Awe - Movie Review

Friday, February 16, 2018 - 14:00
Awe (2018)
Cast & Crew: 

Film: Awe
Cast: Kajal Aggarwal, Nithya Menen, Regina, Eesha Rebba, Avasarala, Priyadarshi, Pragathi, CVL, Rohini and others
Script: Scriptsville
Lyrics, additional dialogues: Krishnakanth
Music: Mark Robin
Cinematography: Karthik Ghattamaneni
Editing: Gowtham Nerusu
Action: Bob Brown
Presented by: Nani
Producer: Prashanti Tipirneni
Writer and Director: Prasanth Varma
Release date: Feb 16, 2018
CBFC Rating: UA

What’s it about!
Kaali (Kajal Aggarwal) wants to commit “mass murders”. As she ponders over sitting in a restaurant before committing the act, several stories are revealed. The story of the restaurant’s chef, the stewardess, a girl who came with her parents to have dinner and about the watchman. Each one has distinct story to share, and each one of them, obviously, have connection to Kaali. How and why? And what “mass murders” is she going to commit?
The genre of psychological thriller does offer little variety as many angles had been covered by various filmmakers worldwide. New director Prasanth Varma has cleverly concealed the genre till the end. He begins the story in a rather interesting manner by not revealing anything about Kajal Aggarwal and instead focusing on various characters in the restaurant.
Much like James Mangold’s 2003 Hollywood movie “Identity”, the story happens at hotel/restaurant. But both the movies tread different path. Director Prasanth Varma and his team of writers (credited to Scriptville) have penned the screenplay in the style of hyperlink cinema – various subplots of individual characters getting linked to one main character/incident.
After establishing the protagonist Kaali’s (played by Kajal Aggarwal) role for few minutes, the story jumps to the episode of a young girl introducing her lesbian lover to the traditional Telugu parents and when they know that their daughter is seeing woman, we get to see the movie’s title “Awe” juxtaposing the expressions of the parents.
Later we get to see the sub stories of a chef Nala (Priyadarshi) coming to the restaurant to seek the job and trying to pass the test put by the owner.
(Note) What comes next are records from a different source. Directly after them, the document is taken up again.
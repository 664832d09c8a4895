//! Internal, root-relative references (`#/components/schemas/Pet`).
//!
//! Only the `#/` scheme is supported. Tokens are taken literally: there is no
//! `~0`/`~1` or percent decoding, so a key containing `/` cannot be named.

use indexmap::IndexSet;
use serde_json::Value;
use thiserror::Error;

use crate::get;
use crate::types::{Path, Step};

/// The mapping key that marks a reference site.
pub const REF_KEY: &str = "$ref";

const ROOT_PREFIX: &str = "#/";

#[derive(Debug, Error, Clone, PartialEq, Eq)]
pub enum ReferenceError {
    #[error("external references are not supported: {0}")]
    External(String),
    #[error("reference must start with `#/`: {0}")]
    NotRootRelative(String),
}

/// Outcome of resolving a reference.
#[derive(Debug, Clone, PartialEq)]
pub enum Resolution<'a> {
    /// The referenced node and the path to edit it at.
    Found { node: &'a Value, edit_path: Path },
    /// The reference is unsupported or names a missing location.
    NotFound,
    /// The reference is already on the current resolution chain. `chain`
    /// lists the chain in visiting order, ending with the repeated reference.
    Circular { chain: Vec<String> },
}

impl Resolution<'_> {
    pub fn is_found(&self) -> bool {
        matches!(self, Resolution::Found { .. })
    }

    pub fn is_circular(&self) -> bool {
        matches!(self, Resolution::Circular { .. })
    }
}

/// Parse a reference into the path it names.
///
/// # Example
///
/// ```
/// use docsync_pointer::{parse_reference, Step};
///
/// let path = parse_reference("#/components/schemas/Pet").unwrap();
/// assert_eq!(path, vec![Step::key("components"), Step::key("schemas"), Step::key("Pet")]);
/// assert!(parse_reference("other.yaml#/Pet").is_err());
/// ```
pub fn parse_reference(reference: &str) -> Result<Path, ReferenceError> {
    if !reference.starts_with('#') {
        return Err(ReferenceError::External(reference.to_string()));
    }
    let rest = reference
        .strip_prefix(ROOT_PREFIX)
        .ok_or_else(|| ReferenceError::NotRootRelative(reference.to_string()))?;
    Ok(rest.split('/').map(Step::from_token).collect())
}

/// The path at which the node named by `reference` lives.
///
/// Form surfaces editing "through" a reference must write here rather than
/// at the `$ref` site. Returns `None` for unsupported references.
pub fn to_edit_path(reference: &str) -> Option<Path> {
    parse_reference(reference).ok()
}

/// Build a reference string from a path.
pub fn format_reference(path: &[Step]) -> String {
    let mut out = String::from("#");
    for step in path {
        out.push('/');
        out.push_str(&step.as_key());
    }
    if path.is_empty() {
        out.push('/');
    }
    out
}

/// Resolve a single reference against `doc`. Never mutates the document.
pub fn resolve<'a>(doc: &'a Value, reference: &str) -> Option<&'a Value> {
    let path = parse_reference(reference).ok()?;
    get(doc, &path)
}

/// The reference string held by a reference site (`{"$ref": "..."}`).
pub fn ref_target(node: &Value) -> Option<&str> {
    node.as_object()?.get(REF_KEY)?.as_str()
}

/// Visited-reference bookkeeping for one top-to-bottom resolution pass.
///
/// A successful [`enter`](Self::enter) puts the reference on the current
/// chain; the caller must [`leave`](Self::leave) it once the branch below it
/// is finished, so sibling references to the same target are not mistaken
/// for cycles. Drop the pass when the walk ends.
#[derive(Debug, Default, Clone)]
pub struct ResolutionPass {
    visited: IndexSet<String>,
}

impl ResolutionPass {
    pub fn new() -> Self {
        Self::default()
    }

    pub fn enter<'a>(&mut self, doc: &'a Value, reference: &str) -> Resolution<'a> {
        if self.visited.contains(reference) {
            let mut chain: Vec<String> = self.visited.iter().cloned().collect();
            chain.push(reference.to_string());
            return Resolution::Circular { chain };
        }
        let Ok(edit_path) = parse_reference(reference) else {
            return Resolution::NotFound;
        };
        match get(doc, &edit_path) {
            Some(node) => {
                self.visited.insert(reference.to_string());
                Resolution::Found { node, edit_path }
            }
            None => Resolution::NotFound,
        }
    }

    /// Take `reference` off the chain. Returns `false` if it was not on it.
    pub fn leave(&mut self, reference: &str) -> bool {
        self.visited.shift_remove(reference)
    }

    /// References on the current chain, outermost first.
    pub fn chain(&self) -> impl Iterator<Item = &str> {
        self.visited.iter().map(String::as_str)
    }

    pub fn depth(&self) -> usize {
        self.visited.len()
    }
}

/// Follow `$ref` hops starting at `reference` until a non-reference node.
///
/// # Example
///
/// ```
/// use docsync_pointer::{resolve_chain, Resolution};
/// use serde_json::json;
///
/// let doc = json!({"a": {"$ref": "#/b"}, "b": {"$ref": "#/a"}});
/// assert!(matches!(resolve_chain(&doc, "#/a"), Resolution::Circular { .. }));
/// ```
pub fn resolve_chain<'a>(doc: &'a Value, reference: &str) -> Resolution<'a> {
    let mut pass = ResolutionPass::new();
    let mut current = reference.to_string();
    loop {
        match pass.enter(doc, &current) {
            Resolution::Found { node, edit_path } => match ref_target(node) {
                Some(next) => current = next.to_string(),
                None => return Resolution::Found { node, edit_path },
            },
            other => return other,
        }
    }
}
We also get to see a junkie Meera (Regina) helping her boyfriend stealing the bag full of cash from a customer in the restaurant. There is also story of a watchman named Shiva (Avasarala) who tries to be scientist and is aiming to invent a time machine to see his parents through time travel. We also get to see the story of a narcissist magician called Yogi (played by Murali) and his antics.
All these episodes consume 90 percent of the movie that has runtime of less than two hours. The twist in the tale is revealed in the last 15 minutes. The twist might astonish lay audiences but for the cinephile it doesn’t excite much. However, the film’s message of against the child abuse is effective. But overall setup is superficial and far-fetched.
Director Prasanth has shown his creative angle in handling the individual episodes – some are hilarious, some are spooky and some are bizarre. However, the overall effect is underwhelming as it turns dreary as the movie progresses.
The technical team have come up with best output especially the art director needs to be appreciated. The cinematography is decent.
As far as performances are concerned despite Kajal Aggarwal getting top billing she doesn’t have much role and there is hardly any scope to show her performance skills than being remorse for the most part. Regina as drug junkie, Priyadarshi as Chef and Murali Sharma as magician make their presence felt among the characters. The voices of Nani and Ravi Teja are included to generate some laughs.
As a writer and director Prasanth Varma has shown quirkiness in writing characters. Why the title ‘Awe’? Is it the base for rest of the alphabet much like the Kajal Aggarwal’s character?
Bottom-line: ‘Awe’ is psychological thriller of a traumatized woman told in episodic stories. There are many individual episodes that are strangely funny but the overall drama seems too far-fetched. The final twist in the tale is unconvincing. Second half is mostly bore.